■ **ACTION ITEM**: Set the records down again. Match every line exactly.

■ **INPUT FOR THIS TASK**:
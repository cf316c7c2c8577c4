use std::collections::HashMap;
use std::time::{Duration, Instant};

use parking_lot::Mutex;

use crate::state::RateLimitConfig;

/// Sliding-window request limiter keyed by client.
#[derive(Debug)]
pub struct RateLimiter {
    requests: Mutex<HashMap<String, Vec<Instant>>>,
    max_requests: usize,
    window: Duration,
}

impl RateLimiter {
    pub fn new(max_requests: usize, window: Duration) -> Self {
        Self {
            requests: Mutex::new(HashMap::new()),
            max_requests,
            window,
        }
    }

    pub fn from_config(config: &RateLimitConfig) -> Self {
        Self::new(config.max_requests, Duration::from_secs(config.window_secs))
    }

    /// Record a request from `client_id` and report whether it is within the limit.
    pub fn is_allowed(&self, client_id: &str) -> bool {
        self.is_allowed_at(client_id, Instant::now())
    }

    fn is_allowed_at(&self, client_id: &str, now: Instant) -> bool {
        let mut requests = self.requests.lock();

        // Forget clients whose whole window has expired
        requests.retain(|_, times| {
            times
                .last()
                .is_some_and(|last| now.duration_since(*last) <= self.window)
        });

        let entry = requests.entry(client_id.to_string()).or_default();
        entry.retain(|&time| now.duration_since(time) <= self.window);

        if entry.len() < self.max_requests {
            entry.push(now);
            true
        } else {
            false
        }
    }
}
// Service modules
pub mod auth;
pub mod http_server;
pub mod process;
pub mod rate_limit;
pub mod service_config;
pub mod service_state;

// App state (configuration, paths)
pub mod state;

// Re-exports for consumers of the library
pub use process::{spawn_service, start_service, ShutdownHandle};
pub use service_config::Config as ServiceConfig;
pub use service_state::State as ServiceState;
pub use state::{AppConfig, AppState, StateError};
//! Shared test utilities for store integration tests
#![allow(dead_code)]

use std::io;
use std::sync::Arc;

use bytes::Bytes;
use common::category::CategoryTable;
use common::collision::Counter;
use common::finalize::CommitMode;
use common::store::{Store, StoreConfig, UploadRequest};
use futures::Stream;
use tempfile::TempDir;

/// Set up a store rooted in a fresh temporary directory
pub async fn setup_test_env() -> (Store, TempDir) {
    let temp_dir = TempDir::new().unwrap();
    let store = Store::open(StoreConfig::new(temp_dir.path().join("storage")))
        .await
        .unwrap();
    (store, temp_dir)
}

/// Same as [`setup_test_env`] but with a deterministic disambiguator and an
/// explicit commit mode
pub async fn setup_counting_env(mode: CommitMode) -> (Store, TempDir) {
    let temp_dir = TempDir::new().unwrap();
    let config = StoreConfig {
        root: temp_dir.path().join("storage"),
        commit_mode: mode,
    };
    let store = Store::open_with(config, CategoryTable::builtin(), Arc::new(Counter::default()))
        .await
        .unwrap();
    (store, temp_dir)
}

pub fn body(data: &[u8]) -> impl Stream<Item = Result<Bytes, io::Error>> {
    let chunks: Vec<Result<Bytes, io::Error>> = data
        .chunks(7)
        .map(|c| Ok(Bytes::copy_from_slice(c)))
        .collect();
    futures::stream::iter(chunks)
}

pub fn request(filename: &str, mime_type: Option<&str>) -> UploadRequest {
    UploadRequest {
        filename: filename.to_string(),
        mime_type: mime_type.map(str::to_string),
        ..Default::default()
    }
}

/// `name` as it arrives after its UTF-8 bytes were read as Latin-1
pub fn mangle(name: &str) -> String {
    name.bytes().map(char::from).collect()
}

/// Number of entries left in the staging tree
pub fn staging_len(store: &Store) -> usize {
    std::fs::read_dir(store.root().staging_dir()).unwrap().count()
}
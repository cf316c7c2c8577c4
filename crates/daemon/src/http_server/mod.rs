use std::net::SocketAddr;

use axum::extract::DefaultBodyLimit;
use axum::routing::get;
use axum::Router;
use tokio::sync::watch;
use tower_http::trace::TraceLayer;
use tower_http::trace::{DefaultOnFailure, DefaultOnResponse};
use tower_http::LatencyUnit;

pub mod api;
mod config;
mod handlers;
mod health;
mod serve;

pub use config::Config;

use crate::ServiceState;

const STATUS_PREFIX: &str = "/_status";

/// Every route the service answers: health, the upload API and file serving.
pub fn router(state: ServiceState) -> Router {
    let body_limit = state.uploads().body_limit();

    Router::new()
        .nest(STATUS_PREFIX, health::router(state.clone()))
        .merge(api::router(state.clone()))
        .route("/*path", get(serve::handler))
        .fallback(handlers::not_found_handler)
        .layer(DefaultBodyLimit::max(body_limit))
        .with_state(state)
}

/// Run the HTTP server until `shutdown_rx` fires.
pub async fn run_api(
    config: Config,
    state: ServiceState,
    mut shutdown_rx: watch::Receiver<()>,
) -> Result<(), HttpServerError> {
    let listen_addr = config.listen_addr;
    let log_level = config.log_level;
    let trace_layer = TraceLayer::new_for_http()
        .on_response(
            DefaultOnResponse::new()
                .include_headers(false)
                .level(log_level)
                .latency_unit(LatencyUnit::Micros),
        )
        .on_failure(DefaultOnFailure::new().latency_unit(LatencyUnit::Micros));

    let router = router(state).layer(trace_layer);

    tracing::info!(addr = ?listen_addr, "API server listening");
    let listener = tokio::net::TcpListener::bind(listen_addr).await?;

    axum::serve(
        listener,
        router.into_make_service_with_connect_info::<SocketAddr>(),
    )
    .with_graceful_shutdown(async move {
        let _ = shutdown_rx.changed().await;
    })
    .await?;

    Ok(())
}

#[derive(Debug, thiserror::Error)]
pub enum HttpServerError {
    #[error("an error occurred running the HTTP server: {0}")]
    ServingFailed(#[from] std::io::Error),
}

■ **RESULT OF THE TASK**:
repository cf316c7c2c8577c4
use std::collections::HashMap;
use std::time::{Duration, Instant};

use parking_lot::Mutex;

use crate::state::RateLimitConfig;

/// Sliding-window request limiter keyed by client.
#[derive(Debug)]
pub struct RateLimiter {
    requests: Mutex<HashMap<String, Vec<Instant>>>,
    max_requests: usize,
    window: Duration,
}

impl RateLimiter {
    pub fn new(max_requests: usize, window: Duration) -> Self {
        Self {
            requests: Mutex::new(HashMap::new()),
            max_requests,
            window,
        }
    }

    pub fn from_config(config: &RateLimitConfig) -> Self {
        Self::new(config.max_requests, Duration::from_secs(config.window_secs))
    }

    /// Record a request from `client_id` and report whether it is within the limit.
    pub fn is_allowed(&self, client_id: &str) -> bool {
        self.is_allowed_at(client_id, Instant::now())
    }

    fn is_allowed_at(&self, client_id: &str, now: Instant) -> bool {
        let mut requests = self.requests.lock();

        // Forget clients whose whole window has expired
        requests.retain(|_, times| {
            times
                .last()
                .is_some_and(|last| now.duration_since(*last) <= self.window)
        });

        let entry = requests.entry(client_id.to_string()).or_default();
        entry.retain(|&time| now.duration_since(time) <= self.window);

        if entry.len() < self.max_requests {
            entry.push(now);
            true
        } else {
            false
        }
    }
}
// Service modules
pub mod auth;
pub mod http_server;
pub mod process;
pub mod rate_limit;
pub mod service_config;
pub mod service_state;

// App state (configuration, paths)
pub mod state;

// Re-exports for consumers of the library
pub use process::{spawn_service, start_service, ShutdownHandle};
pub use service_config::Config as ServiceConfig;
pub use service_state::State as ServiceState;
pub use state::{AppConfig, AppState, StateError};
//! Shared test utilities for store integration tests
#![allow(dead_code)]

use std::io;
use std::sync::Arc;

use bytes::Bytes;
use common::category::CategoryTable;
use common::collision::Counter;
use common::finalize::CommitMode;
use common::store::{Store, StoreConfig, UploadRequest};
use futures::Stream;
use tempfile::TempDir;

/// Set up a store rooted in a fresh temporary directory
pub async fn setup_test_env() -> (Store, TempDir) {
    let temp_dir = TempDir::new().unwrap();
    let store = Store::open(StoreConfig::new(temp_dir.path().join("storage")))
        .await
        .unwrap();
    (store, temp_dir)
}

/// Same as [`setup_test_env`] but with a deterministic disambiguator and an
/// explicit commit mode
pub async fn setup_counting_env(mode: CommitMode) -> (Store, TempDir) {
    let temp_dir = TempDir::new().unwrap();
    let config = StoreConfig {
        root: temp_dir.path().join("storage"),
        commit_mode: mode,
    };
    let store = Store::open_with(config, CategoryTable::builtin(), Arc::new(Counter::default()))
        .await
        .unwrap();
    (store, temp_dir)
}

pub fn body(data: &[u8]) -> impl Stream<Item = Result<Bytes, io::Error>> {
    let chunks: Vec<Result<Bytes, io::Error>> = data
        .chunks(7)
        .map(|c| Ok(Bytes::copy_from_slice(c)))
        .collect();
    futures::stream::iter(chunks)
}

pub fn request(filename: &str, mime_type: Option<&str>) -> UploadRequest {
    UploadRequest {
        filename: filename.to_string(),
        mime_type: mime_type.map(str::to_string),
        ..Default::default()
    }
}

/// `name` as it arrives after its UTF-8 bytes were read as Latin-1
pub fn mangle(name: &str) -> String {
    name.bytes().map(char::from).collect()
}

/// Number of entries left in the staging tree
pub fn staging_len(store: &Store) -> usize {
    std::fs::read_dir(store.root().staging_dir()).unwrap().count()
}
repository cf316c7c2c8577c4
filename crates/daemon/src/http_server/mod.rs
use std::net::SocketAddr;

use axum::extract::DefaultBodyLimit;
use axum::routing::get;
use axum::Router;
use tokio::sync::watch;
use tower_http::trace::TraceLayer;
use tower_http::trace::{DefaultOnFailure, DefaultOnResponse};
use tower_http::LatencyUnit;

pub mod api;
mod config;
mod handlers;
mod health;
mod serve;

pub use config::Config;

use crate::ServiceState;

const STATUS_PREFIX: &str = "/_status";

/// Every route the service answers: health, the upload API and file serving.
pub fn router(state: ServiceState) -> Router {
    let body_limit = state.uploads().body_limit();

    Router::new()
        .nest(STATUS_PREFIX, health::router(state.clone()))
        .merge(api::router(state.clone()))
        .route("/*path", get(serve::handler))
        .fallback(handlers::not_found_handler)
        .layer(DefaultBodyLimit::max(body_limit))
        .with_state(state)
}

/// Run the HTTP server until `shutdown_rx` fires.
pub async fn run_api(
    config: Config,
    state: ServiceState,
    mut shutdown_rx: watch::Receiver<()>,
) -> Result<(), HttpServerError> {
    let listen_addr = config.listen_addr;
    let log_level = config.log_level;
    let trace_layer = TraceLayer::new_for_http()
        .on_response(
            DefaultOnResponse::new()
                .include_headers(false)
                .level(log_level)
                .latency_unit(LatencyUnit::Micros),
        )
        .on_failure(DefaultOnFailure::new().latency_unit(LatencyUnit::Micros));

    let router = router(state).layer(trace_layer);

    tracing::info!(addr = ?listen_addr, "API server listening");
    let listener = tokio::net::TcpListener::bind(listen_addr).await?;

    axum::serve(
        listener,
        router.into_make_service_with_connect_info::<SocketAddr>(),
    )
    .with_graceful_shutdown(async move {
        let _ = shutdown_rx.changed().await;
    })
    .await?;

    Ok(())
}

#[derive(Debug, thiserror::Error)]
pub enum HttpServerError {
    #[error("an error occurred running the HTTP server: {0}")]
    ServingFailed(#[from] std::io::Error),
}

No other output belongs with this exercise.